Se acerca rápidamente el día 9 y, la verdad, empiezo a sentir ese cosquilleo de ansiedad que generan las elecciones en las personas a las que la política nos importa. Sí, soy de las que no creen que todos los políticos son iguales, es decir, desalmados, interesados e incluso corruptos. De las que consideran que hay diferencias sustanciales entre unos partidos y otros, y también en cómo unos y otros ejercen el poder. Soy de las que constatan cómo la manera de hacer las cosas en los órganos de legislación y gobierno —desde el ámbito local hasta el europeo— afecta a nuestra existencia cotidiana.
Todo lo que se decide en el pequeño salón de plenos del pueblo en el que vivo, en el parlamento y los despachos de mi comunidad autónoma y en los órganos legislativos y ejecutivos del Estado influye de continuo en mi vida y la de mi entorno, desde el diseño de la plaza donde las niñas juegan y las viejitas toman el sol hasta la posibilidad de que a esas niñas nadie las arrincone en ningún sentido por el hecho de ser mujeres y que esas ancianas puedan vivir tranquilamente con sus pensiones y ser cuidadas dignamente, con respeto y sin sufrimiento, en sus momentos finales.
La política es la manera más práctica, directa e influyente que nos hemos dado para organizar la vida en sociedad, desde las pequeñas minucias del día a día hasta las grandes realidades trascendentales. Así que sí, importa, vaya si importa. Y la política europea, en concreto, aquella que entre toda la ciudadanía vamos a decidir el domingo, importa muchísimo. Europa es una gran idea colectiva, una hermosa propuesta civilizatoria, un proyecto de entendimiento y colaboración nacido del desgarro sangriento de las infinitas guerras de los siglos anteriores, sobre todo de los atroces conflictos del XX.
Los principios en los que se basa como comunidad figuran entre los mejores ideales que la humanidad ha sido capaz de imaginar: el respeto a los derechos humanos, la asunción de la diversidad, la libertad religiosa, de pensamiento y de expresión —también en alguna medida de movimiento—, el bienestar social, la redistribución de la riqueza para lograr una cierta equidad sin renunciar a la propiedad privada. Y en los últimos años, igualmente, el más firme apoyo a la igualdad entre los sexos y la preocupación por las urgentes cuestiones del desarrollo sostenible.
No todo está hecho, por supuesto. Ni siquiera todo lo hecho está bien hecho. El artefacto que contiene en sí ese proyecto —el Parlamento europeo, la Comisión, las agencias diversas— falla una y otra vez, a veces de manera estrepitosa.
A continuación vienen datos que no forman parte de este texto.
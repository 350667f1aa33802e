//! Lenient conversion of driver values into declared member kinds.
//!
//! Coercion never fails loudly: a value that cannot be converted yields
//! `None`, and the member it was meant for keeps its default.

use std::collections::HashMap;
use std::fmt;
use std::str::FromStr;
use std::sync::Arc;

use bigdecimal::{BigDecimal, FromPrimitive, ToPrimitive};
use chrono::{DateTime, FixedOffset, NaiveDate, NaiveDateTime, NaiveTime, Utc};
use lazy_static::lazy_static;
use tracing::trace;
use uuid::Uuid;

use crate::value::{Kind, Value};

lazy_static! {
    static ref STANDARD_ENGINE: Arc<CoercionEngine> = Arc::new(CoercionEngine::new());
}

const TRUTHY: &[&str] = &["1", "on", "true", "yes"];
const DATE_FORMATS: &[&str] = &["%Y-%m-%d", "%Y/%m/%d", "%m/%d/%Y", "%d.%m.%Y"];
const DATETIME_FORMATS: &[&str] = &[
    "%Y-%m-%d %H:%M:%S%.f",
    "%Y-%m-%dT%H:%M:%S%.f",
    "%Y-%m-%d %H:%M",
    "%Y-%m-%dT%H:%M",
    "%Y/%m/%d %H:%M:%S",
    "%m/%d/%Y %H:%M:%S",
];
const OFFSET_FORMATS: &[&str] = &["%Y-%m-%d %H:%M:%S%.f%:z", "%Y-%m-%d %H:%M:%S%.f %z"];

/// A Rust type a member can be declared with.
pub trait Coercible: Sized {
    const KIND: Kind;
    const NULLABLE: bool = false;
    /// Unwraps a value already coerced to `KIND`.
    fn from_value(value: Value) -> Option<Self>;
}

macro_rules! coercible_integer {
    ($($t:ty => $kind:ident),* $(,)?) => {
        $(
            impl Coercible for $t {
                const KIND: Kind = Kind::$kind;
                fn from_value(value: Value) -> Option<Self> {
                    match value {
                        Value::Int(i) => <$t>::try_from(i).ok(),
                        _ => None,
                    }
                }
            }
        )*
    };
}

coercible_integer!(
    i8 => Int8,
    i16 => Int16,
    i32 => Int32,
    i64 => Int64,
    u8 => UInt8,
    u16 => UInt16,
    u32 => UInt32,
    u64 => UInt64,
);

macro_rules! coercible_variant {
    ($($t:ty => $kind:ident, $variant:ident);* $(;)?) => {
        $(
            impl Coercible for $t {
                const KIND: Kind = Kind::$kind;
                fn from_value(value: Value) -> Option<Self> {
                    match value {
                        Value::$variant(v) => Some(v),
                        _ => None,
                    }
                }
            }
        )*
    };
}

coercible_variant!(
    bool => Bool, Bool;
    f64 => Float64, Float;
    BigDecimal => Decimal, Decimal;
    String => Text, Text;
    Vec<u8> => Blob, Blob;
    NaiveDate => Date, Date;
    NaiveDateTime => DateTime, DateTime;
    DateTime<FixedOffset> => DateTimeOffset, DateTimeOffset;
    Uuid => Guid, Guid;
);

impl Coercible for f32 {
    const KIND: Kind = Kind::Float32;
    fn from_value(value: Value) -> Option<Self> {
        match value {
            Value::Float(f) => Some(f as f32),
            _ => None,
        }
    }
}

impl Coercible for DateTime<Utc> {
    const KIND: Kind = Kind::DateTimeOffset;
    fn from_value(value: Value) -> Option<Self> {
        match value {
            Value::DateTimeOffset(d) => Some(d.with_timezone(&Utc)),
            _ => None,
        }
    }
}

impl<V: Coercible> Coercible for Option<V> {
    const KIND: Kind = V::KIND;
    const NULLABLE: bool = true;
    fn from_value(value: Value) -> Option<Self> {
        V::from_value(value).map(Some)
    }
}

/// An enumeration stored as its ordinal.
pub trait SqlEnum: Sized {
    const VARIANTS: &'static [(&'static str, i64)];
    fn from_ordinal(ordinal: i64) -> Option<Self>;
    fn ordinal(&self) -> i64;
}

/// Declares a fieldless enum together with its [`SqlEnum`] implementation.
///
/// ```
/// sqlforge::sql_enum! {
///     #[derive(Default)]
///     pub enum Status {
///         #[default]
///         Active = 1,
///         Suspended = 2,
///     }
/// }
/// use sqlforge::hydrate::SqlEnum;
/// assert_eq!(Status::from_ordinal(2), Some(Status::Suspended));
/// ```
#[macro_export]
macro_rules! sql_enum {
    (
        $(#[$meta:meta])*
        $vis:vis enum $name:ident {
            $( $(#[$variant_meta:meta])* $variant:ident = $ordinal:expr ),+ $(,)?
        }
    ) => {
        $(#[$meta])*
        #[derive(Debug, Clone, Copy, PartialEq, Eq)]
        $vis enum $name {
            $( $(#[$variant_meta])* $variant = $ordinal ),+
        }
        impl $crate::hydrate::SqlEnum for $name {
            const VARIANTS: &'static [(&'static str, i64)] =
                &[$( (stringify!($variant), $ordinal) ),+];
            fn from_ordinal(ordinal: i64) -> Option<Self> {
                $( if ordinal == $ordinal { return Some($name::$variant); } )+
                None
            }
            fn ordinal(&self) -> i64 {
                *self as i64
            }
        }
    };
}

/// Converts a raw value for a custom kind.
pub trait Coercer: Send + Sync {
    fn coerce(&self, raw: &Value) -> Option<Value>;
}

impl<F> Coercer for F
where
    F: Fn(&Value) -> Option<Value> + Send + Sync,
{
    fn coerce(&self, raw: &Value) -> Option<Value> {
        self(raw)
    }
}

#[derive(Clone, Default)]
pub struct CoercionEngine {
    custom: HashMap<String, Arc<dyn Coercer>>,
}

impl fmt::Debug for CoercionEngine {
    fn fmt(&self, f: &mut fmt::Formatter) -> fmt::Result {
        f.debug_struct("CoercionEngine")
            .field("custom", &self.custom.keys().collect::<Vec<_>>())
            .finish()
    }
}

impl CoercionEngine {
    pub fn new() -> Self {
        Self::default()
    }
    /// The shared engine with no custom coercers.
    pub fn standard() -> Arc<CoercionEngine> {
        STANDARD_ENGINE.clone()
    }
    /// Registers a coercer for the kind named `type_name`. A coercer for a
    /// built-in kind name takes precedence over the generic conversion.
    pub fn register(&mut self, type_name: &str, coercer: impl Coercer + 'static) -> &mut Self {
        self.custom.insert(type_name.to_string(), Arc::new(coercer));
        self
    }
    pub fn is_registered(&self, type_name: &str) -> bool {
        self.custom.contains_key(type_name)
    }

    pub fn coerce(&self, kind: Kind, raw: Value) -> Option<Value> {
        match &raw {
            Value::Null => return None,
            Value::Text(s) if s.is_empty() => return None,
            _ => {}
        }
        if raw.kind() == kind {
            return Some(raw);
        }
        let coerced = match kind {
            Kind::Bool => Some(Value::Bool(truthy(&raw))),
            Kind::Guid => to_guid(&raw),
            Kind::Enum(variants) => to_ordinal(variants, &raw),
            Kind::Custom(name) => match self.custom.get(name) {
                Some(coercer) => coercer.coerce(&raw),
                None => Some(raw.clone()),
            },
            other => match self.custom.get(other.name()) {
                Some(coercer) => coercer.coerce(&raw),
                None => convert(other, &raw),
            },
        };
        if coerced.is_none() {
            trace!(kind = kind.name(), raw = ?raw, "Value could not be coerced, member left unchanged");
        }
        coerced
    }
}

fn truthy(raw: &Value) -> bool {
    match raw.to_text() {
        Some(text) => {
            let text = text.trim();
            TRUTHY.iter().any(|t| t.eq_ignore_ascii_case(text))
        }
        None => false,
    }
}

fn to_guid(raw: &Value) -> Option<Value> {
    match raw {
        Value::Text(s) => Uuid::parse_str(s.trim()).ok().map(Value::Guid),
        Value::Blob(b) => Uuid::from_slice(b).ok().map(Value::Guid),
        _ => None,
    }
}

fn to_ordinal(variants: &[(&str, i64)], raw: &Value) -> Option<Value> {
    if let Value::Text(s) = raw {
        let s = s.trim();
        if let Ok(ordinal) = s.parse::<i64>() {
            return Some(Value::Int(ordinal));
        }
        return variants
            .iter()
            .find(|(name, _)| name.eq_ignore_ascii_case(s))
            .map(|(_, ordinal)| Value::Int(*ordinal));
    }
    to_i64(raw).map(Value::Int)
}

fn convert(kind: Kind, raw: &Value) -> Option<Value> {
    match kind {
        k if k.is_integer() => to_i64(raw).filter(|i| k.fits(*i)).map(Value::Int),
        Kind::Float32 | Kind::Float64 => to_f64(raw).map(Value::Float),
        Kind::Decimal => to_decimal(raw).map(Value::Decimal),
        Kind::Text => raw.to_text().map(Value::Text),
        Kind::Blob => match raw {
            Value::Text(s) => Some(Value::Blob(s.as_bytes().to_vec())),
            Value::Guid(g) => Some(Value::Blob(g.as_bytes().to_vec())),
            _ => None,
        },
        Kind::Date => to_datetime(raw).map(|d| Value::Date(d.date())),
        Kind::DateTime => to_datetime(raw).map(Value::DateTime),
        Kind::DateTimeOffset => to_offset(raw).map(Value::DateTimeOffset),
        _ => None,
    }
}

fn to_i64(raw: &Value) -> Option<i64> {
    match raw {
        Value::Int(i) => Some(*i),
        Value::Bool(b) => Some(i64::from(*b)),
        Value::Float(f) => {
            let rounded = f.round_ties_even();
            if rounded.is_finite() && rounded >= i64::MIN as f64 && rounded < i64::MAX as f64 {
                Some(rounded as i64)
            } else {
                None
            }
        }
        Value::Decimal(d) => d.round(0).to_i64(),
        Value::Text(s) => s.trim().parse::<i64>().ok(),
        _ => None,
    }
}

fn to_f64(raw: &Value) -> Option<f64> {
    match raw {
        Value::Int(i) => Some(*i as f64),
        Value::Bool(b) => Some(if *b { 1.0 } else { 0.0 }),
        Value::Float(f) => Some(*f),
        Value::Decimal(d) => d.to_f64(),
        Value::Text(s) => s.trim().parse::<f64>().ok(),
        _ => None,
    }
}

fn to_decimal(raw: &Value) -> Option<BigDecimal> {
    match raw {
        Value::Int(i) => Some(BigDecimal::from(*i)),
        Value::Bool(b) => Some(BigDecimal::from(i64::from(*b))),
        Value::Float(f) => BigDecimal::from_f64(*f),
        Value::Text(s) => BigDecimal::from_str(s.trim()).ok(),
        _ => None,
    }
}

fn parse_datetime(s: &str) -> Option<NaiveDateTime> {
    let s = s.trim();
    DATETIME_FORMATS
        .iter()
        .find_map(|f| NaiveDateTime::parse_from_str(s, f).ok())
        .or_else(|| {
            DATE_FORMATS
                .iter()
                .find_map(|f| NaiveDate::parse_from_str(s, f).ok())
                .map(|d| d.and_time(NaiveTime::MIN))
        })
        .or_else(|| parse_offset(s).map(|d| d.naive_utc()))
}

fn parse_offset(s: &str) -> Option<DateTime<FixedOffset>> {
    let s = s.trim();
    DateTime::parse_from_rfc3339(s)
        .ok()
        .or_else(|| OFFSET_FORMATS.iter().find_map(|f| DateTime::parse_from_str(s, f).ok()))
}

fn to_datetime(raw: &Value) -> Option<NaiveDateTime> {
    match raw {
        Value::Text(s) => parse_datetime(s),
        Value::Date(d) => Some(d.and_time(NaiveTime::MIN)),
        Value::DateTime(d) => Some(*d),
        Value::DateTimeOffset(d) => Some(d.naive_utc()),
        Value::Int(secs) => DateTime::from_timestamp(*secs, 0).map(|d| d.naive_utc()),
        _ => None,
    }
}

// Naive values are taken to be UTC.
fn to_offset(raw: &Value) -> Option<DateTime<FixedOffset>> {
    match raw {
        Value::Text(s) => parse_offset(s).or_else(|| parse_datetime(s).map(|d| d.and_utc().fixed_offset())),
        other => to_datetime(other).map(|d| d.and_utc().fixed_offset()),
    }
}

#[cfg(test)]
mod tests {
    use super::*;

    fn engine() -> Arc<CoercionEngine> {
        CoercionEngine::standard()
    }

    #[test]
    fn null_and_empty_text_assign_nothing() {
        assert_eq!(engine().coerce(Kind::Int32, Value::Null), None);
        assert_eq!(engine().coerce(Kind::Text, Value::from("")), None);
    }

    #[test]
    fn bool_uses_truthy_words() {
        for (raw, expected) in [("YES", true), (" on ", true), ("1", true), ("no", false), ("2", false)] {
            assert_eq!(engine().coerce(Kind::Bool, Value::from(raw)), Some(Value::Bool(expected)));
        }
        assert_eq!(engine().coerce(Kind::Bool, Value::Int(1)), Some(Value::Bool(true)));
    }

    #[test]
    fn floats_round_half_to_even_with_range_check() {
        assert_eq!(engine().coerce(Kind::Int32, Value::Float(2.5)), Some(Value::Int(2)));
        assert_eq!(engine().coerce(Kind::Int32, Value::Float(3.5)), Some(Value::Int(4)));
        assert_eq!(engine().coerce(Kind::Int8, Value::Int(300)), None);
        assert_eq!(engine().coerce(Kind::UInt16, Value::Int(-1)), None);
    }

    #[test]
    fn unparsable_text_is_ignored() {
        assert_eq!(engine().coerce(Kind::Int32, Value::from("not-a-number")), None);
        assert_eq!(engine().coerce(Kind::Date, Value::from("someday")), None);
    }

    #[test]
    fn dates_from_text_and_timestamps() {
        let expected = NaiveDate::from_ymd_opt(2023, 7, 14).unwrap();
        assert_eq!(engine().coerce(Kind::Date, Value::from("2023-07-14")), Some(Value::Date(expected)));
        assert_eq!(
            engine().coerce(Kind::Date, Value::from("2023-07-14 08:30:00")),
            Some(Value::Date(expected))
        );
        let epoch = engine().coerce(Kind::DateTime, Value::Int(0));
        assert_eq!(epoch, Some(Value::DateTime(DateTime::from_timestamp(0, 0).unwrap().naive_utc())));
    }

    #[test]
    fn guid_from_text_and_blob() {
        let id = Uuid::new_v4();
        assert_eq!(engine().coerce(Kind::Guid, Value::from(id.to_string())), Some(Value::Guid(id)));
        assert_eq!(engine().coerce(Kind::Guid, Value::Blob(id.as_bytes().to_vec())), Some(Value::Guid(id)));
        assert_eq!(engine().coerce(Kind::Guid, Value::Int(5)), None);
    }

    #[test]
    fn registered_coercer_handles_custom_kind() {
        let mut custom = CoercionEngine::new();
        custom.register("Upper", |raw: &Value| raw.to_text().map(|s| Value::Text(s.to_uppercase())));
        assert_eq!(
            custom.coerce(Kind::Custom("Upper"), Value::from("abc")),
            Some(Value::from("ABC"))
        );
        assert_eq!(
            custom.coerce(Kind::Custom("Unknown"), Value::Int(3)),
            Some(Value::Int(3))
        );
    }
}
Pero ha creado un marco de comportamiento que cumple los mínimos exigibles, y también ha demostrado ser capaz de revisar sus errores.
Todos esos principios que sirven para cohesionar una sociedad ética e igualitaria, están a punto de verse cuestionados si la extrema derecha obtiene grandes resultados el día 9 en buena parte del territorio europeo, según se prevé. Y aún más si la derecha conservadora, el grupo del Partido Popular Europeo de Von der Leyen (al que pertenece el PP español), se gira hacia una parte de esa ultraderecha para conservar su poder, como parece querer hacer.
Me inquieta enormemente esa posibilidad: la historia no para de demostrarnos que, cuando los conservadores sensatos pactan con los extremistas, son las bases moderadas las que resultan fagocitadas por el radicalismo más demencial, y no al revés. Que se lo pregunten si no al Partido Republicano estadounidense, que se ha dejado devorar por el monstruo trumpista.
Como mujer, mi preocupación es enorme: una de las obsesiones de la extrema derecha somos nosotras y nuestro papel en el mundo, no deberíamos dudarlo. Que haya un par de señoras al frente de dos partidos ultras —Meloni y Le Pen— no significa nada: se puede ser mujer biológicamente sin sentirse mujer culturalmente. Sin ir más lejos, los continuos ataques de Vox contra el concepto mismo de la violencia machista y contra el aborto, entre otras muchas cosas, marcan un camino que, de desarrollarse, estará lleno para nosotras de dificultades y retrocesos. Todavía parece inimaginable, pero ocurrirá si se les siguen abriendo alegremente las puertas de las instituciones y acogiéndolos en ellas con la palmadita que se les da en la espalda a los chicos revoltosos, sin querer darse cuenta de que los chicos revoltosos son auténticos macarras que guardan una navaja en el bolso y están dispuestos a utilizarla en cuanto puedan.
Espero de nosotras que, como ya hemos demostrado otras veces, les paremos los pies en toda Europa a esos que pretenden segar la hierba bajo los nuestros. No nos quedemos en casa el domingo como si la cosa no fuera asunto nuestro, porque sí lo es. Y muy profundamente.